Author information An R-scape web server is at eddylab.org/R-scape and source code can be downloaded from a link on that page. The authors declare that they have no competing financial interests. Correspondence and requests for materials should be addressed to E.R. (elenarivas@fas.harvard.edu).

Figures

Figure 1

Figure 1. Independent substitutions on a tree can create confounding covariations

(a) Illustrative example showing a histogram of maximum covariance score per alignment, over 100 synthetic alignments simulated under three evolutionary models: no phylogeny/no structure constraint (red); phylogeny alone (grey); or phylogeny plus structure constraint (cyan). (b) Toy alignment (top left) with two independent substitutions (marked 1,2) on the same branch, resulting in an apparent pairwise covariation annotated by R2R (top right). R-scape simulated null alignments (bottom left) retain this confounding covariation signal, and it is judged insignificant (bottom right). (c) Toy alignment with five compensatory base pair substitutions (marked 1–5) showing a covariation pattern that is destroyed in the R-scape simulated null alignments, and thus judged significant.

Figure 2

Figure 2. Covariation analysis of known or proposed RNA secondary structures

(a) 5S rRNA as an example of an known structural RNA with significant covariation support.

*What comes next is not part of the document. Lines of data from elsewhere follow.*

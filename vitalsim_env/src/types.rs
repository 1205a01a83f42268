//! Time types and calendar arithmetic for the simulated clock.

use crate::error::EnvError;
use chrono::{Datelike, NaiveDate, NaiveDateTime, Timelike};

/// A simulated instant.
pub type SimTime = NaiveDateTime;

/// The duration of one time step.
pub type StepSize = chrono::Duration;

/// Days per year used when annualized rates are rescaled to a step.
pub const DAYS_PER_YEAR: f64 = 365.0;

const MILLIS_PER_DAY: f64 = 86_400_000.0;

/// Builds midnight on the given calendar date.
pub fn date(year: i32, month: u32, day: u32) -> Result<SimTime, EnvError> {
    NaiveDate::from_ymd_opt(year, month, day)
        .and_then(|d| d.and_hms_opt(0, 0, 0))
        .ok_or(EnvError::InvalidDate { year, month, day })
}

/// Converts a (possibly fractional) number of days into a step size.
pub fn duration_from_days(days: f64) -> Result<StepSize, EnvError> {
    if !days.is_finite() || days <= 0.0 {
        return Err(EnvError::step_size(days));
    }
    Ok(chrono::Duration::milliseconds((days * MILLIS_PER_DAY).round() as i64))
}

/// Returns the length of a duration in fractional days.
pub fn days(duration: StepSize) -> f64 {
    duration.num_milliseconds() as f64 / MILLIS_PER_DAY
}

/// Returns the length of a duration in years of `DAYS_PER_YEAR` days.
pub fn years(duration: StepSize) -> f64 {
    days(duration) / DAYS_PER_YEAR
}

/// Returns the instant as a fractional calendar year.
///
/// 2000-07-02 00:00 is roughly 2000.5; the fraction accounts for leap years.
pub fn fractional_year(time: SimTime) -> f64 {
    let year = time.year();
    let days_in_year = if NaiveDate::from_ymd_opt(year, 2, 29).is_some() {
        366.0
    } else {
        365.0
    };
    let seconds = time.num_seconds_from_midnight() as f64;
    let elapsed = time.ordinal0() as f64 + seconds / 86_400.0;
    year as f64 + elapsed / days_in_year
}

#[cfg(test)]
mod tests {
    use super::*;
    use approx::assert_relative_eq;

    #[test]
    fn test_duration_from_days_round_trip() {
        let step = duration_from_days(30.5).unwrap();
        assert_relative_eq!(days(step), 30.5);
        assert_relative_eq!(years(step), 30.5 / 365.0);
    }

    #[test]
    fn test_invalid_step_size() {
        assert!(duration_from_days(0.0).is_err());
        assert!(duration_from_days(-1.0).is_err());
        assert!(duration_from_days(f64::NAN).is_err());
    }

    #[test]
    fn test_fractional_year() {
        let start = date(2001, 1, 1).unwrap();
        assert_relative_eq!(fractional_year(start), 2001.0);

        let mid = date(2001, 7, 2).unwrap() + chrono::Duration::hours(12);
        assert_relative_eq!(fractional_year(mid), 2001.0 + 182.5 / 365.0);

        // 2000 is a leap year
        let leap = date(2000, 12, 31).unwrap();
        assert_relative_eq!(fractional_year(leap), 2000.0 + 365.0 / 366.0);
    }

    #[test]
    fn test_invalid_date() {
        assert!(date(2001, 2, 29).is_err());
        assert!(date(2000, 2, 29).is_ok());
    }
}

The plot (left) shows the expected null distribution (fit: black lines; data: black circles), compared to covariances observed for pairs in (blue) or not in (red) the annotated structure. (b) Covariation support for the Rfam annotated 5S rRNA structure, versus an alternative structure proposed by R-scape to include all significantly covarying pairs. Significant pairs (at E< 0.05) are highlighted in green. Coordinates are alignment column positions. Specific nucleotides are shown when their weighted frequency in the column exceeds 50%; black dots represent more variable positions. (c) On the positive y-axis, plot shows percentage of base pairs supported by covariation at three thresholds (red, E< 10–5; orange, E < 0.05; grey, E < 10). Negative y-axis shows the number of additional significantly covarying pairs not in the proposed structure. Transfer RNA (tRNA), RNase P RNA, and the purine riboswitch (leftmost) are examples of functional structural RNAs with strong statistical support; three human DNA repeat elements (rightmost) are negative controls with no known RNA secondary structure constraint.